(Dataset records)
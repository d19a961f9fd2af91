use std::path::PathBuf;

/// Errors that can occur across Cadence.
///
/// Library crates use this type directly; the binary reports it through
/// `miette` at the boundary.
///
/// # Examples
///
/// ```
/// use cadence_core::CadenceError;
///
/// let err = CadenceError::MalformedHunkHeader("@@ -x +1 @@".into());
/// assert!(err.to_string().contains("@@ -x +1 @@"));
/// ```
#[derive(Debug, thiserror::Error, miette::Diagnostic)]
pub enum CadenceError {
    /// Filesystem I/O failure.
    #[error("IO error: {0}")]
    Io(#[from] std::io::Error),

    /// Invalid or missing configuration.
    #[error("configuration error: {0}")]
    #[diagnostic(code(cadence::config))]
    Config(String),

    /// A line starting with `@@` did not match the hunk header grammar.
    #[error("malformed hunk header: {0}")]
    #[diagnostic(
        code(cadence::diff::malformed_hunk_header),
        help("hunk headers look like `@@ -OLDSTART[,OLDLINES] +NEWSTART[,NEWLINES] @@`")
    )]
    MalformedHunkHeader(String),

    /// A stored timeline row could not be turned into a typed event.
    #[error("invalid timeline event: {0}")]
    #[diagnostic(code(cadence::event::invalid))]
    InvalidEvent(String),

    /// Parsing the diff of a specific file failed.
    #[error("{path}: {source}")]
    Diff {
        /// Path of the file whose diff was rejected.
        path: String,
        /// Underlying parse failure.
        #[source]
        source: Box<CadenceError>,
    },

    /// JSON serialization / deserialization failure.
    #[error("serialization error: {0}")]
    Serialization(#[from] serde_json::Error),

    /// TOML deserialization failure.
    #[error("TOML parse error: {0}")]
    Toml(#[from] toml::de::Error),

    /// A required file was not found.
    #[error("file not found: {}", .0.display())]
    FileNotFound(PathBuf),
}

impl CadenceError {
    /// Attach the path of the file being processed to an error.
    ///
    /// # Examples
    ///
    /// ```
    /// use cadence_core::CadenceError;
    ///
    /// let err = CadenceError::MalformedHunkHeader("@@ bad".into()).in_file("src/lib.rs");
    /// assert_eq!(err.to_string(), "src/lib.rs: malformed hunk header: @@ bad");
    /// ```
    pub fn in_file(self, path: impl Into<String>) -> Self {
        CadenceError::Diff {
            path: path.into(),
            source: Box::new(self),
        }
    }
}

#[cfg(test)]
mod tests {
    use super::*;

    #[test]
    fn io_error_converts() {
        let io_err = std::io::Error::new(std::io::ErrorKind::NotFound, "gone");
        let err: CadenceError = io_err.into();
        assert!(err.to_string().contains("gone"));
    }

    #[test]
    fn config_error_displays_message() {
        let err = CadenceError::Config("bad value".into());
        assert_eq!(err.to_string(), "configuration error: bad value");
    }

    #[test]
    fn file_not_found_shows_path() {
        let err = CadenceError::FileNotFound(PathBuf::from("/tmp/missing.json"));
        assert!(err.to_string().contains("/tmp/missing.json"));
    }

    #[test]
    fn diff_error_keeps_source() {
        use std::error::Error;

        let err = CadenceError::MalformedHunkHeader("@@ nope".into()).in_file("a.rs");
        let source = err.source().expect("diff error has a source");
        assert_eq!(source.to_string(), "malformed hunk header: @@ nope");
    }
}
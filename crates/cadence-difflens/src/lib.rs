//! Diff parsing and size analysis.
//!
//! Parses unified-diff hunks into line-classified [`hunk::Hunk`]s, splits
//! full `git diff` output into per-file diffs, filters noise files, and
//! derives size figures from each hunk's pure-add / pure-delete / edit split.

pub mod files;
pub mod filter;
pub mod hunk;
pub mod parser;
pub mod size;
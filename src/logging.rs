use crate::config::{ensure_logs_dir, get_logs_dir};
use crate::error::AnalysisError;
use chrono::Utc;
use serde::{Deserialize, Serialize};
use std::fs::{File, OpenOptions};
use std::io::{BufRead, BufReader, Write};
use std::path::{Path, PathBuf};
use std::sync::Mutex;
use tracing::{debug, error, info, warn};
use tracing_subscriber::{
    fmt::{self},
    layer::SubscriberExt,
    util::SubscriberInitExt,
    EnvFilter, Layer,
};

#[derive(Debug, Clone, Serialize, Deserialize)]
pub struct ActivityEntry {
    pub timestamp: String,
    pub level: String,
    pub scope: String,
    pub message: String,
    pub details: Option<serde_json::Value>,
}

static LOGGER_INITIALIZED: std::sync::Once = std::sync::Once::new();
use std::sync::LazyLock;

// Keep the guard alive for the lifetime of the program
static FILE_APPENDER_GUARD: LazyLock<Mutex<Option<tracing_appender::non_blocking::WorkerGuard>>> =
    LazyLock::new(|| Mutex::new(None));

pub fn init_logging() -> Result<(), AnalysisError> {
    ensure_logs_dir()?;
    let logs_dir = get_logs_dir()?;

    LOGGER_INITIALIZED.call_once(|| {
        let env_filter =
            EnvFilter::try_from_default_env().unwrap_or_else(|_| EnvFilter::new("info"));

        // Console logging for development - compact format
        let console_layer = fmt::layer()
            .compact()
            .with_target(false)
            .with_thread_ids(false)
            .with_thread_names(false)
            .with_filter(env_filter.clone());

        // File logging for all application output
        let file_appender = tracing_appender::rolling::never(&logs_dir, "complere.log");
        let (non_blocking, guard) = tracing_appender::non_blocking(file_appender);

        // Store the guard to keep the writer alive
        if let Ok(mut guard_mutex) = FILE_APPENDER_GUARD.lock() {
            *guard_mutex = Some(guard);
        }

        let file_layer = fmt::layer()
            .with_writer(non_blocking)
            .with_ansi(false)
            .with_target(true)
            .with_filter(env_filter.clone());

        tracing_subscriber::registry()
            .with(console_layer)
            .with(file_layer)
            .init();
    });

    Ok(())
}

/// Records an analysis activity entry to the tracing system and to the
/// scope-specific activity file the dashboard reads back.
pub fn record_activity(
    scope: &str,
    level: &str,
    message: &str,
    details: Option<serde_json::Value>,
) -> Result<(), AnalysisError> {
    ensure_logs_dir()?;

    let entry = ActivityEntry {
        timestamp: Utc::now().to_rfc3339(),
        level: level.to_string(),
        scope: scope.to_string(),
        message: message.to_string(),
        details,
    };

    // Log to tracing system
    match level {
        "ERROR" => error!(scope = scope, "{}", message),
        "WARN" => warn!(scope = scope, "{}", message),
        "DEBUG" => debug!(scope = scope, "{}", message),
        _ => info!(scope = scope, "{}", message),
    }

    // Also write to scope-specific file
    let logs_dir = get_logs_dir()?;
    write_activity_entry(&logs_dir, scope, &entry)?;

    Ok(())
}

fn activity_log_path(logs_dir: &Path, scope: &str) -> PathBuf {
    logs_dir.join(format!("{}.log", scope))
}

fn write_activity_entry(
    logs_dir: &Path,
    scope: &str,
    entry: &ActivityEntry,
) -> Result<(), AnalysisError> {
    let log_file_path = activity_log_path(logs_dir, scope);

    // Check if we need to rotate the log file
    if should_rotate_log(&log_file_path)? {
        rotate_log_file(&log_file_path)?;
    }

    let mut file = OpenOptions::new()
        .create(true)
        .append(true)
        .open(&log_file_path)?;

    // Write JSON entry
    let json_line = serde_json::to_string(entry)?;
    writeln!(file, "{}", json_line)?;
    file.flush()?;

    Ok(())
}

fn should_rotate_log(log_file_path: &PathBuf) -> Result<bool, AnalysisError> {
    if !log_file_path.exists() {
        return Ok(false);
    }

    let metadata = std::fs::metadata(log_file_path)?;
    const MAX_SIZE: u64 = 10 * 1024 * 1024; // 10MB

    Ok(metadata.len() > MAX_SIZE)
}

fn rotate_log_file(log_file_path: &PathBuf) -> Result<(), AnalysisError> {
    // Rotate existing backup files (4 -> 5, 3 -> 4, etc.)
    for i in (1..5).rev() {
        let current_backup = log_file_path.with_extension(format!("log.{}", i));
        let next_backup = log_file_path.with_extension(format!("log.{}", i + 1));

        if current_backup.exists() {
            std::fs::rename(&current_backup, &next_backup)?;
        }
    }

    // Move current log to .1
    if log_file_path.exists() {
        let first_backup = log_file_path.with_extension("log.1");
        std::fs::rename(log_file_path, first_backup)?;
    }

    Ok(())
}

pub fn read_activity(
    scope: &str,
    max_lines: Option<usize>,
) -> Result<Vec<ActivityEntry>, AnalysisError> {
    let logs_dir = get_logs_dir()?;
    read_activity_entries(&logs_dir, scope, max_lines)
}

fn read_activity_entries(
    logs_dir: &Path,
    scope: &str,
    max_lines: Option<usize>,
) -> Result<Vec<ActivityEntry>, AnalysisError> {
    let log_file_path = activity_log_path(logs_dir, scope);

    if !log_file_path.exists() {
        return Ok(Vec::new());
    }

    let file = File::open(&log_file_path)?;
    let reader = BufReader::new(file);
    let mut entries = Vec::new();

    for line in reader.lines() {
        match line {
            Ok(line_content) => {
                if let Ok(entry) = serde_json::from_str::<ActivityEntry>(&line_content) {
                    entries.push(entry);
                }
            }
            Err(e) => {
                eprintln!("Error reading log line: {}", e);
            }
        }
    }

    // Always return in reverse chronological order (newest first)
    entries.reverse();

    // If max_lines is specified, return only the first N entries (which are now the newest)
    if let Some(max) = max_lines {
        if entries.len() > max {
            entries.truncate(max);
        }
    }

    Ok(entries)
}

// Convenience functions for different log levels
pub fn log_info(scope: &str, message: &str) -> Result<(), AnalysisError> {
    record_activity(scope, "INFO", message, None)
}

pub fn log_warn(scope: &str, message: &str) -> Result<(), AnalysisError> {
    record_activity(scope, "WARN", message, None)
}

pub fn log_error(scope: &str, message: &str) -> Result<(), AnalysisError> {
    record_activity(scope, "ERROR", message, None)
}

#### DESCRIPTION OF THE TASK
How many lines in the entries contain the string "static"? Give the number only.

#### WRITTEN RESPONSE
2